Jugement: la demande est rejetée sur le premier point mais est accueillie sur le second.

Ainsi que la Cour suprême du Canada l'a jugé dans l'arrêt Pushpanathan, la norme de contrôle applicable doit être définie en fonction d'une «analyse pragmatique et fonctionnelle». Dans l'arrêt Canada (Sous-ministre du Revenu national) c. Mattel Canada Inc., le juge Major a déclaré que les pures questions de droit, qui commandent l'application de principes d'interprétation législative, relèvent traditionnel-lement de la compétence des tribunaux judiciaires et que les tribunaux administratifs ne possèdent pas d'expertise particulière à leur égard. Ces considérations s'appliquent aux deux questions en litige en l'espèce. La norme de contrôle à appliquer est celle de la décision correcte. La norme applicable importe peu toutefois puisque, quelle que soit la norme de contrôle retenue, la décision du défendeur au sujet de l'état des produits doit être confirmée.

En l'espèce, les mots qui posent problème sont les suivants: «pourvu que de telles opérations n'altèrent pas, de façon substantielle, les caractéristiques du produit». Le sens ordinaire des mots employés dans le contexte du paragraphe 8 de l'article X de la section F confirme l'interprétation du défendeur. La thèse du défendeur est qu'en perdant ses propriétés en tant que revêtement de sol, le produit a vu ses caractéristiques sensiblement modifiées. Ce qui constituait auparavant un revêtement de sol est devenu un livret d'échantillons. Le fait que le matériau lui-même, c'est-à-dire le revêtement de sol, n'a pas subi de transformation matérielle est sans intérêt. Ce qui importe, c'est le fait que les caractéristiques du produit ont changé au point où le produit ne peut plus être utilisé à ses fins originales.

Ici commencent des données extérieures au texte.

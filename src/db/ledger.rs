//! Transactional buy/sell primitives
//!
//! Cash debit/credit, the position update, and the trade row move
//! together inside one SQLite transaction; any error unwinds the whole
//! order. Order-level validation (qty/price bounds, price resolution)
//! happens in the trading service before these run.

use crate::db::fmt_ts;
use crate::db::models::Fill;
use crate::error::{AppError, Result};
use chrono::{DateTime, Utc};
use rusqlite::{params, Connection, OptionalExtension};

pub fn buy(
    conn: &mut Connection,
    account_id: i64,
    secid: &str,
    board: &str,
    qty: f64,
    price: f64,
    now: DateTime<Utc>,
) -> Result<Fill> {
    let tx = conn.transaction()?;
    let fill = apply_buy(&tx, account_id, secid, board, qty, price, now)?;
    tx.commit()?;

    tracing::info!(
        "BUY {} x{} @ {} account={} cash_after={}",
        fill.secid,
        qty,
        price,
        account_id,
        fill.cash_after
    );
    Ok(fill)
}

pub fn sell(
    conn: &mut Connection,
    account_id: i64,
    secid: &str,
    board: &str,
    qty: f64,
    price: f64,
    now: DateTime<Utc>,
) -> Result<Fill> {
    let tx = conn.transaction()?;
    let fill = apply_sell(&tx, account_id, secid, board, qty, price, now)?;
    tx.commit()?;

    tracing::info!(
        "SELL {} x{} @ {} account={} cash_after={}",
        fill.secid,
        qty,
        price,
        account_id,
        fill.cash_after
    );
    Ok(fill)
}

fn apply_buy(
    tx: &Connection,
    account_id: i64,
    secid: &str,
    board: &str,
    qty: f64,
    price: f64,
    now: DateTime<Utc>,
) -> Result<Fill> {
    let secid = secid.trim().to_uppercase();
    let instrument_id = instrument_id(tx, &secid, board)?;
    let cash = account_cash(tx, account_id)?;

    let cost = qty * price;
    if cost > cash {
        return Err(AppError::InsufficientFunds {
            need: cost,
            have: cash,
        });
    }

    let existing = position(tx, account_id, instrument_id)?;
    if existing.is_none() {
        tx.execute(
            "INSERT INTO positions (account_id, instrument_id, qty, avg_price, created_at)
             VALUES (?1, ?2, 0, 0, ?3)",
            params![account_id, instrument_id, fmt_ts(now)],
        )?;
    }
    let (old_qty, old_avg) = existing.unwrap_or((0.0, 0.0));

    let new_qty = old_qty + qty;
    let new_avg = if new_qty > 0.0 {
        (old_qty * old_avg + qty * price) / new_qty
    } else {
        0.0
    };
    let new_cash = cash - cost;

    write_position(tx, account_id, instrument_id, new_qty, new_avg)?;
    write_cash(tx, account_id, new_cash)?;
    append_trade(tx, account_id, instrument_id, "BUY", qty, price, now)?;

    Ok(Fill {
        account_id,
        secid,
        side: "BUY".to_string(),
        qty,
        price,
        cash_after: new_cash,
        position_qty: new_qty,
        position_avg_price: new_avg,
    })
}

fn apply_sell(
    tx: &Connection,
    account_id: i64,
    secid: &str,
    board: &str,
    qty: f64,
    price: f64,
    now: DateTime<Utc>,
) -> Result<Fill> {
    let secid = secid.trim().to_uppercase();
    let instrument_id = instrument_id(tx, &secid, board)?;
    let cash = account_cash(tx, account_id)?;

    let (old_qty, old_avg) = position(tx, account_id, instrument_id)?.unwrap_or((0.0, 0.0));
    if old_qty < qty {
        return Err(AppError::InsufficientPosition {
            want: qty,
            have: old_qty,
        });
    }

    let new_qty = old_qty - qty;
    // A flat position carries no cost basis.
    let new_avg = if new_qty == 0.0 { 0.0 } else { old_avg };
    let new_cash = cash + qty * price;

    write_position(tx, account_id, instrument_id, new_qty, new_avg)?;
    write_cash(tx, account_id, new_cash)?;
    append_trade(tx, account_id, instrument_id, "SELL", qty, price, now)?;

    Ok(Fill {
        account_id,
        secid,
        side: "SELL".to_string(),
        qty,
        price,
        cash_after: new_cash,
        position_qty: new_qty,
        position_avg_price: new_avg,
    })
}

fn instrument_id(tx: &Connection, secid: &str, board: &str) -> Result<i64> {
    tx.query_row(
        "SELECT id FROM instruments WHERE secid = ?1 AND board = ?2",
        params![secid, board],
        |row| row.get(0),
    )
    .optional()?
    .ok_or_else(|| AppError::NotFound(format!("instrument {} ({})", secid, board)))
}

fn account_cash(tx: &Connection, account_id: i64) -> Result<f64> {
    tx.query_row(
        "SELECT cash FROM accounts WHERE id = ?1",
        params![account_id],
        |row| row.get(0),
    )
    .optional()?
    .ok_or_else(|| AppError::NotFound(format!("account {}", account_id)))
}

fn position(tx: &Connection, account_id: i64, instrument_id: i64) -> Result<Option<(f64, f64)>> {
    let row = tx
        .query_row(
            "SELECT qty, avg_price FROM positions WHERE account_id = ?1 AND instrument_id = ?2",
            params![account_id, instrument_id],
            |row| Ok((row.get(0)?, row.get(1)?)),
        )
        .optional()?;
    Ok(row)
}

fn write_position(
    tx: &Connection,
    account_id: i64,
    instrument_id: i64,
    qty: f64,
    avg_price: f64,
) -> Result<()> {
    tx.execute(
        "UPDATE positions SET qty = ?3, avg_price = ?4
         WHERE account_id = ?1 AND instrument_id = ?2",
        params![account_id, instrument_id, qty, avg_price],
    )?;
    Ok(())
}

fn write_cash(tx: &Connection, account_id: i64, cash: f64) -> Result<()> {
    tx.execute(
        "UPDATE accounts SET cash = ?2 WHERE id = ?1",
        params![account_id, cash],
    )?;
    Ok(())
}

fn append_trade(
    tx: &Connection,
    account_id: i64,
    instrument_id: i64,
    side: &str,
    qty: f64,
    price: f64,
    now: DateTime<Utc>,
) -> Result<()> {
    tx.execute(
        "INSERT INTO trades (account_id, instrument_id, side, qty, price, created_at)
         VALUES (?1, ?2, ?3, ?4, ?5, ?6)",
        params![account_id, instrument_id, side, qty, price, fmt_ts(now)],
    )?;
    Ok(())
}

#[cfg(test)]
mod tests {
    use super::*;
    use crate::db::models::InstrumentUpsert;
    use crate::db::SqliteDb;
    use chrono::TimeZone;

    fn setup() -> (SqliteDb, i64) {
        let db = SqliteDb::open_in_memory().unwrap();
        let now = Utc.with_ymd_and_hms(2026, 1, 10, 9, 0, 0).unwrap();

        db.upsert_instruments(
            "TQBR",
            &[InstrumentUpsert {
                secid: "ZZZZ".to_string(),
                name: "Test Co".to_string(),
                shortname: "Test".to_string(),
                isin: "RU000ZZZZ".to_string(),
                lotsize: 1,
            }],
            now,
        )
        .unwrap();

        let acc = db.ensure_account(1, 10_000.0, now).unwrap();
        (db, acc.id)
    }

    fn ts() -> chrono::DateTime<Utc> {
        Utc.with_ymd_and_hms(2026, 1, 10, 10, 0, 0).unwrap()
    }

    #[test]
    fn buy_debits_cash_and_sets_average_cost() {
        let (db, acc) = setup();

        let fill = db.buy(acc, "ZZZZ", "TQBR", 10.0, 100.0, ts()).unwrap();
        assert_eq!(fill.cash_after, 9_000.0);
        assert_eq!(fill.position_qty, 10.0);
        assert_eq!(fill.position_avg_price, 100.0);

        let fill = db.buy(acc, "ZZZZ", "TQBR", 5.0, 200.0, ts()).unwrap();
        assert_eq!(fill.cash_after, 8_000.0);
        assert_eq!(fill.position_qty, 15.0);
        assert!((fill.position_avg_price - 2_000.0 / 15.0).abs() < 1e-9);
    }

    #[test]
    fn average_cost_is_turnover_weighted_mean_of_fills() {
        let (db, acc) = setup();
        let fills = [(3.0, 90.0), (7.0, 110.0), (5.0, 130.0)];

        let mut qty_sum = 0.0;
        let mut notional_sum = 0.0;
        for (qty, price) in fills {
            let fill = db.buy(acc, "ZZZZ", "TQBR", qty, price, ts()).unwrap();
            qty_sum += qty;
            notional_sum += qty * price;
            assert!((fill.position_avg_price - notional_sum / qty_sum).abs() < 1e-9);
        }
    }

    #[test]
    fn insufficient_funds_leaves_state_untouched() {
        let (db, acc) = setup();

        let err = db.buy(acc, "ZZZZ", "TQBR", 200.0, 100.0, ts()).unwrap_err();
        assert!(matches!(err, AppError::InsufficientFunds { .. }));

        let account = db.get_account(acc).unwrap().unwrap();
        assert_eq!(account.cash, 10_000.0);
        assert!(db.position_for(acc, "ZZZZ", "TQBR").unwrap().is_none());
        assert!(db.list_trades(acc, 10).unwrap().is_empty());
    }

    #[test]
    fn sell_credits_cash_and_keeps_average_until_flat() {
        let (db, acc) = setup();
        db.buy(acc, "ZZZZ", "TQBR", 10.0, 100.0, ts()).unwrap();

        let fill = db.sell(acc, "ZZZZ", "TQBR", 4.0, 120.0, ts()).unwrap();
        assert_eq!(fill.cash_after, 9_000.0 + 480.0);
        assert_eq!(fill.position_qty, 6.0);
        assert_eq!(fill.position_avg_price, 100.0);

        let fill = db.sell(acc, "ZZZZ", "TQBR", 6.0, 120.0, ts()).unwrap();
        assert_eq!(fill.position_qty, 0.0);
        assert_eq!(fill.position_avg_price, 0.0);
    }

    #[test]
    fn overselling_is_rejected_and_state_unchanged() {
        let (db, acc) = setup();
        db.buy(acc, "ZZZZ", "TQBR", 5.0, 100.0, ts()).unwrap();

        let err = db.sell(acc, "ZZZZ", "TQBR", 6.0, 100.0, ts()).unwrap_err();
        assert!(matches!(
            err,
            AppError::InsufficientPosition {
                want: w,
                have: h,
            } if w == 6.0 && h == 5.0
        ));

        let (qty, avg) = db.position_for(acc, "ZZZZ", "TQBR").unwrap().unwrap();
        assert_eq!(qty, 5.0);
        assert_eq!(avg, 100.0);
        assert_eq!(db.get_account(acc).unwrap().unwrap().cash, 9_500.0);
        assert_eq!(db.list_trades(acc, 10).unwrap().len(), 1);
    }

    #[test]
    fn selling_with_no_position_is_rejected() {
        let (db, acc) = setup();

        let err = db.sell(acc, "ZZZZ", "TQBR", 1.0, 100.0, ts()).unwrap_err();
        assert!(matches!(err, AppError::InsufficientPosition { .. }));
    }

    #[test]
    fn cash_never_goes_negative_over_a_trade_sequence() {
        let (db, acc) = setup();

        let orders: [(&str, f64, f64); 6] = [
            ("BUY", 50.0, 100.0),
            ("BUY", 60.0, 100.0),
            ("SELL", 30.0, 90.0),
            ("BUY", 80.0, 95.0),
            ("SELL", 200.0, 90.0),
            ("BUY", 10.0, 50.0),
        ];

        for (side, qty, price) in orders {
            let result = match side {
                "BUY" => db.buy(acc, "ZZZZ", "TQBR", qty, price, ts()),
                _ => db.sell(acc, "ZZZZ", "TQBR", qty, price, ts()),
            };
            // Rejected orders are fine; accepted ones must keep the
            // account solvent and the position long-or-flat.
            let _ = result;

            let cash = db.get_account(acc).unwrap().unwrap().cash;
            assert!(cash >= 0.0, "cash went negative: {}", cash);

            if let Some((qty, _)) = db.position_for(acc, "ZZZZ", "TQBR").unwrap() {
                assert!(qty >= 0.0, "position went short: {}", qty);
            }
        }
    }

    #[test]
    fn unknown_instrument_is_not_found() {
        let (db, acc) = setup();

        let err = db.buy(acc, "NOPE", "TQBR", 1.0, 100.0, ts()).unwrap_err();
        assert!(matches!(err, AppError::NotFound(_)));
    }

    #[test]
    fn trades_are_recorded_most_recent_first() {
        let (db, acc) = setup();
        let t0 = Utc.with_ymd_and_hms(2026, 1, 10, 10, 0, 0).unwrap();
        let t1 = Utc.with_ymd_and_hms(2026, 1, 10, 11, 0, 0).unwrap();

        db.buy(acc, "ZZZZ", "TQBR", 10.0, 100.0, t0).unwrap();
        db.sell(acc, "ZZZZ", "TQBR", 3.0, 110.0, t1).unwrap();

        let trades = db.list_trades(acc, 10).unwrap();
        assert_eq!(trades.len(), 2);
        assert_eq!(trades[0].side, "SELL");
        assert_eq!(trades[1].side, "BUY");
        assert_eq!(trades[0].secid, "ZZZZ");
    }
}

En ce qui concerne le contexte dans lequel se trouvent les mots en question, l'expression contestée vise nettement à restreindre le nombre d'opérations à celles qui en elles-mêmes ne changeraient pas la destination du produit, mais plutôt son apparence ou sa présentation. Le fait que le coupage et le rognage font partie des opérations énumérées n'est pas déterminant.

Si la demanderesse avait droit à un drawback, ce serait en vertu du paragraphe 89(1) du Tarif des douanes. Dans la version française de l'article 9 du Règlement sur l'exonération de droits, au lieu de l'expression «de façon substantielle», on trouve l'adverbe «sensiblement», ce qui confirme que le terme «materially» ne doit pas être entendu au sens de «sur le plan de la substance, de la matière», mais bien au sens de «sensiblement», «d'une manière appréciable».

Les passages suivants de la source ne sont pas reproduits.